**TASK INPUT:**
#####
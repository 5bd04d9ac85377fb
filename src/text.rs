//! Text utilities.
//!
//! Position mapping between LSP (line + UTF-16 column) coordinates and byte
//! offsets, plus the line-prefix and word extraction the handlers need.

pub mod position;

pub use position::{
    PositionMapper, compute_line_starts, convert_byte_to_utf16_in_line,
    convert_utf16_to_byte_in_line,
};
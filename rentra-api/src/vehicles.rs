use axum::{
    extract::{Query, State},
    routing::get,
    Json, Router,
};
use chrono::{DateTime, Utc};
use rentra_core::Vehicle;
use serde::{Deserialize, Serialize};
use uuid::Uuid;

use crate::error::AppError;
use crate::state::AppState;

pub fn routes() -> Router<AppState> {
    Router::new().route("/v1/vehicles/available", get(available_vehicles))
}

#[derive(Debug, Deserialize)]
struct AvailabilityQuery {
    start: DateTime<Utc>,
    end: DateTime<Utc>,
}

#[derive(Debug, Serialize)]
struct VehicleBody {
    id: Uuid,
    registration: String,
    make: String,
    model: String,
    daily_rate: i64,
}

impl From<Vehicle> for VehicleBody {
    fn from(v: Vehicle) -> Self {
        Self {
            id: v.id,
            registration: v.registration,
            make: v.make,
            model: v.model,
            daily_rate: v.daily_rate,
        }
    }
}

/// Derived availability: active fleet minus vehicles with a blocking
/// reservation overlapping `[start, end)`.
async fn available_vehicles(
    State(state): State<AppState>,
    Query(query): Query<AvailabilityQuery>,
) -> Result<Json<Vec<VehicleBody>>, AppError> {
    let vehicles = state
        .engine
        .available_vehicles(query.start, query.end)
        .await?;
    Ok(Json(vehicles.into_iter().map(Into::into).collect()))
}
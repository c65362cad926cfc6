use crate::error::BookingError;
use async_trait::async_trait;
use serde::{Deserialize, Serialize};
use std::collections::HashMap;
use std::sync::Mutex;
use uuid::Uuid;

/// Payment state as reported by the external gateway for a checkout session.
#[derive(Debug, Clone, Copy, Serialize, Deserialize, PartialEq, Eq)]
#[serde(rename_all = "snake_case")]
pub enum GatewayPaymentStatus {
    Unpaid,
    Paid,
    NoPaymentRequired,
}

/// A freshly created checkout session the customer gets redirected to.
#[derive(Debug, Clone, Serialize, Deserialize)]
pub struct CheckoutSession {
    pub id: String,
    pub url: String,
}

/// Authoritative session state fetched back from the gateway.
#[derive(Debug, Clone)]
pub struct SessionDetails {
    pub id: String,
    pub payment_status: GatewayPaymentStatus,
    pub payment_intent: Option<String>,
    pub reservation_id: Option<Uuid>,
}

/// Boundary to the external payment processor. The webhook is best-effort
/// notification; `get_session` is the authoritative reconciliation path and
/// correctness never depends on the webhook alone.
#[async_trait]
pub trait PaymentGateway: Send + Sync {
    async fn create_checkout_session(
        &self,
        reservation_id: Uuid,
        display_name: &str,
        amount: i64,
    ) -> Result<CheckoutSession, BookingError>;

    async fn get_session(&self, session_id: &str) -> Result<SessionDetails, BookingError>;
}

/// In-process gateway for tests and local development. Sessions start
/// unpaid; tests flip them with [`MockGateway::mark_paid`].
#[derive(Default)]
pub struct MockGateway {
    sessions: Mutex<HashMap<String, SessionDetails>>,
}

impl MockGateway {
    pub fn new() -> Self {
        Self::default()
    }

    pub fn mark_paid(&self, session_id: &str) {
        let mut sessions = self.sessions.lock().expect("mock gateway poisoned");
        if let Some(session) = sessions.get_mut(session_id) {
            session.payment_status = GatewayPaymentStatus::Paid;
            session.payment_intent = Some(format!("mock_pi_{}", Uuid::new_v4().simple()));
        }
    }
}

#[async_trait]
impl PaymentGateway for MockGateway {
    async fn create_checkout_session(
        &self,
        reservation_id: Uuid,
        _display_name: &str,
        _amount: i64,
    ) -> Result<CheckoutSession, BookingError> {
        let id = format!("mock_cs_{}", Uuid::new_v4().simple());
        let details = SessionDetails {
            id: id.clone(),
            payment_status: GatewayPaymentStatus::Unpaid,
            payment_intent: None,
            reservation_id: Some(reservation_id),
        };
        self.sessions
            .lock()
            .expect("mock gateway poisoned")
            .insert(id.clone(), details);
        Ok(CheckoutSession {
            url: format!("https://checkout.invalid/pay/{id}"),
            id,
        })
    }

    async fn get_session(&self, session_id: &str) -> Result<SessionDetails, BookingError> {
        self.sessions
            .lock()
            .expect("mock gateway poisoned")
            .get(session_id)
            .cloned()
            .ok_or_else(|| BookingError::Gateway(format!("unknown session {session_id}")))
    }
}
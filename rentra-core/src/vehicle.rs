use chrono::{DateTime, Utc};
use serde::{Deserialize, Serialize};
use std::str::FromStr;
use uuid::Uuid;

#[derive(Debug, Clone, Copy, Serialize, Deserialize, PartialEq, Eq)]
#[serde(rename_all = "snake_case")]
pub enum VehicleStatus {
    Active,
    Maintenance,
    Retired,
}

impl VehicleStatus {
    pub fn as_str(&self) -> &'static str {
        match self {
            VehicleStatus::Active => "active",
            VehicleStatus::Maintenance => "maintenance",
            VehicleStatus::Retired => "retired",
        }
    }
}

impl FromStr for VehicleStatus {
    type Err = String;

    fn from_str(s: &str) -> Result<Self, Self::Err> {
        match s {
            "active" => Ok(VehicleStatus::Active),
            "maintenance" => Ok(VehicleStatus::Maintenance),
            "retired" => Ok(VehicleStatus::Retired),
            other => Err(format!("unknown vehicle status: {other}")),
        }
    }
}

/// Catalog entry, read-only from this subsystem's point of view. There is no
/// "booked" flag here; availability is always derived from the reservation
/// ledger at read time.
#[derive(Debug, Clone, Serialize, Deserialize)]
pub struct Vehicle {
    pub id: Uuid,
    pub registration: String,
    pub owner_id: Uuid,
    pub make: String,
    pub model: String,
    pub daily_rate: i64,
    pub status: VehicleStatus,
    pub created_at: DateTime<Utc>,
}

impl Vehicle {
    pub fn is_rentable(&self) -> bool {
        self.status == VehicleStatus::Active
    }

    pub fn display_name(&self) -> String {
        format!("{} {}", self.make, self.model)
    }
}
//! The reservation transaction manager and its guard rails.
//!
//! Request flow: idempotency guard short-circuits duplicates, the Redis
//! vehicle lock serializes attempts per vehicle, then one store transaction
//! re-validates availability and commits the pending row. The lock is a
//! contention-reduction fast path only; the transaction stays correct when
//! the lock is skipped, crashed or disabled.

use chrono::{DateTime, Duration, Utc};
use rentra_core::repository::{
    CacheInvalidator, CacheScope, IdempotencyStore, ReservationStore, VehicleLock, VehicleStore,
};
use rentra_core::reservation::{PaymentMethod, Reservation, ReservationDraft};
use rentra_core::{BookingError, Vehicle};
use serde::Deserialize;
use sha2::{Digest, Sha256};
use std::sync::Arc;
use tracing::{info, warn};
use uuid::Uuid;

#[derive(Debug, Clone)]
pub struct BookingRules {
    pub grace_window: Duration,
    pub lock_ttl_seconds: u64,
    pub idempotency_ttl_seconds: u64,
}

#[derive(Debug, Clone, Deserialize)]
pub struct ReservationRequest {
    pub vehicle_registration: String,
    pub start_at: DateTime<Utc>,
    pub end_at: DateTime<Utc>,
    pub payment_method: PaymentMethod,
    pub pickup_location: String,
    pub dropoff_location: String,
}

#[derive(Debug, Clone)]
pub struct CreatedReservation {
    pub reservation: Reservation,
    /// Pay by this instant or the reaper reclaims the vehicle.
    pub payment_deadline: DateTime<Utc>,
}

pub struct BookingEngine {
    reservations: Arc<dyn ReservationStore>,
    vehicles: Arc<dyn VehicleStore>,
    locks: Arc<dyn VehicleLock>,
    idempotency: Arc<dyn IdempotencyStore>,
    cache: Arc<dyn CacheInvalidator>,
    rules: BookingRules,
}

/// Deterministic dedup key over everything that identifies an attempt.
pub fn fingerprint(
    customer_id: &str,
    registration: &str,
    start: DateTime<Utc>,
    end: DateTime<Utc>,
) -> String {
    let mut hasher = Sha256::new();
    hasher.update(customer_id.as_bytes());
    hasher.update(b"|");
    hasher.update(registration.as_bytes());
    hasher.update(b"|");
    hasher.update(start.to_rfc3339().as_bytes());
    hasher.update(b"|");
    hasher.update(end.to_rfc3339().as_bytes());
    hex::encode(hasher.finalize())
}

impl BookingEngine {
    pub fn new(
        reservations: Arc<dyn ReservationStore>,
        vehicles: Arc<dyn VehicleStore>,
        locks: Arc<dyn VehicleLock>,
        idempotency: Arc<dyn IdempotencyStore>,
        cache: Arc<dyn CacheInvalidator>,
        rules: BookingRules,
    ) -> Self {
        Self {
            reservations,
            vehicles,
            locks,
            idempotency,
            cache,
            rules,
        }
    }

    pub fn rules(&self) -> &BookingRules {
        &self.rules
    }

    pub async fn create_reservation(
        &self,
        customer_id: &str,
        req: ReservationRequest,
    ) -> Result<CreatedReservation, BookingError> {
        let now = Utc::now();

        if req.start_at >= req.end_at {
            return Err(BookingError::InvalidRange(
                "drop-off must be after pick-up".to_string(),
            ));
        }
        if req.start_at < now {
            return Err(BookingError::InvalidRange(
                "pick-up date is in the past".to_string(),
            ));
        }

        let fp = fingerprint(
            customer_id,
            &req.vehicle_registration,
            req.start_at,
            req.end_at,
        );
        if let Some(reservation_id) = self.idempotency.existing(&fp).await? {
            return Err(BookingError::Duplicate { reservation_id });
        }

        // Fail fast on unknown vehicles and learn the owner for cache
        // invalidation; the store re-validates inside its transaction.
        let vehicle = self
            .vehicles
            .find_by_registration(&req.vehicle_registration)
            .await?
            .ok_or(BookingError::NotFound)?;

        let token = self
            .locks
            .acquire(&req.vehicle_registration, self.rules.lock_ttl_seconds)
            .await?
            .ok_or(BookingError::LockBusy)?;

        let draft = ReservationDraft {
            customer_id: customer_id.to_string(),
            vehicle_registration: req.vehicle_registration.clone(),
            start_at: req.start_at,
            end_at: req.end_at,
            payment_method: req.payment_method,
            pickup_location: req.pickup_location,
            dropoff_location: req.dropoff_location,
        };

        let created = self
            .reservations
            .create_pending(&draft, now, self.rules.grace_window)
            .await;

        // Release on every exit path. A failed release is survivable: the
        // TTL reclaims the lock.
        if let Err(e) = self.locks.release(&req.vehicle_registration, &token).await {
            warn!(registration = %req.vehicle_registration, error = %e, "failed to release vehicle lock");
        }

        let reservation = created?;

        // The ledger row is durable; everything below is best-effort
        // acceleration and must not fail the request.
        if let Err(e) = self
            .idempotency
            .record(&fp, reservation.id, self.rules.idempotency_ttl_seconds)
            .await
        {
            warn!(reservation_id = %reservation.id, error = %e, "failed to record idempotency fingerprint");
        }
        self.invalidate_caches(&reservation, Some(vehicle.owner_id))
            .await;

        info!(
            reservation_id = %reservation.id,
            registration = %reservation.vehicle_registration,
            total_price = reservation.total_price,
            "reservation created, awaiting payment"
        );

        let payment_deadline = reservation.payment_deadline(self.rules.grace_window);
        Ok(CreatedReservation {
            reservation,
            payment_deadline,
        })
    }

    /// Cancellation is orthogonal to the vehicle lock namespace: the
    /// conditional UPDATE in the store is the only synchronization needed.
    pub async fn cancel_reservation(
        &self,
        customer_id: &str,
        id: Uuid,
    ) -> Result<Reservation, BookingError> {
        let existing = self
            .reservations
            .find(id)
            .await?
            .ok_or(BookingError::NotFound)?;
        // Hide other customers' reservations rather than revealing them.
        if existing.customer_id != customer_id {
            return Err(BookingError::NotFound);
        }

        let cancelled = self.reservations.cancel(id, Utc::now()).await?;

        let owner_id = self.owner_of(&cancelled.vehicle_registration).await;
        self.invalidate_caches(&cancelled, owner_id).await;

        info!(reservation_id = %id, "reservation cancelled");
        Ok(cancelled)
    }

    /// Derived availability search: active vehicles minus those with a
    /// blocking reservation overlapping the window.
    pub async fn available_vehicles(
        &self,
        start: DateTime<Utc>,
        end: DateTime<Utc>,
    ) -> Result<Vec<Vehicle>, BookingError> {
        if start >= end {
            return Err(BookingError::InvalidRange(
                "drop-off must be after pick-up".to_string(),
            ));
        }
        let now = Utc::now();
        let mut available = Vec::new();
        for vehicle in self.vehicles.list_active().await? {
            if self
                .reservations
                .is_vehicle_available(vehicle.id, start, end, now, self.rules.grace_window)
                .await?
            {
                available.push(vehicle);
            }
        }
        Ok(available)
    }

    async fn owner_of(&self, registration: &str) -> Option<Uuid> {
        match self.vehicles.find_by_registration(registration).await {
            Ok(v) => v.map(|v| v.owner_id),
            Err(e) => {
                warn!(registration, error = %e, "owner lookup failed, skipping owner cache");
                None
            }
        }
    }

    pub(crate) async fn invalidate_caches(&self, reservation: &Reservation, owner_id: Option<Uuid>) {
        invalidate_for(self.cache.as_ref(), reservation, owner_id).await;
    }
}

/// Shared by the engine, the reaper and the reconciler: every state change
/// evicts the same three scopes.
pub(crate) async fn invalidate_for(
    cache: &dyn CacheInvalidator,
    reservation: &Reservation,
    owner_id: Option<Uuid>,
) {
    let mut targets = vec![
        (
            CacheScope::VehicleAvailability,
            reservation.vehicle_registration.clone(),
        ),
        (
            CacheScope::CustomerReservations,
            reservation.customer_id.clone(),
        ),
    ];
    if let Some(owner) = owner_id {
        targets.push((CacheScope::OwnerReservations, owner.to_string()));
    }
    for (scope, id) in targets {
        if let Err(e) = cache.invalidate(scope, &id).await {
            warn!(?scope, id, error = %e, "cache invalidation failed");
        }
    }
}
#####
**EXERCISE:** The expected response is the material above given again line by line, from its first line to the line holding "use crate::state::AppState;", inclusive.

**ANSWER:**
repository 5bd04d9ac85377fb
filename src/text.rs
//! Text utilities.
//!
//! Position mapping between LSP (line + UTF-16 column) coordinates and byte
//! offsets, plus the line-prefix and word extraction the handlers need.

pub mod position;

pub use position::{
    PositionMapper, compute_line_starts, convert_byte_to_utf16_in_line,
    convert_utf16_to_byte_in_line,
};
filename rentra-api/src/vehicles.rs
use axum::{
    extract::{Query, State},
    routing::get,
    Json, Router,
};
use chrono::{DateTime, Utc};
use rentra_core::Vehicle;
use serde::{Deserialize, Serialize};
use uuid::Uuid;

use crate::error::AppError;
use crate::state::AppState;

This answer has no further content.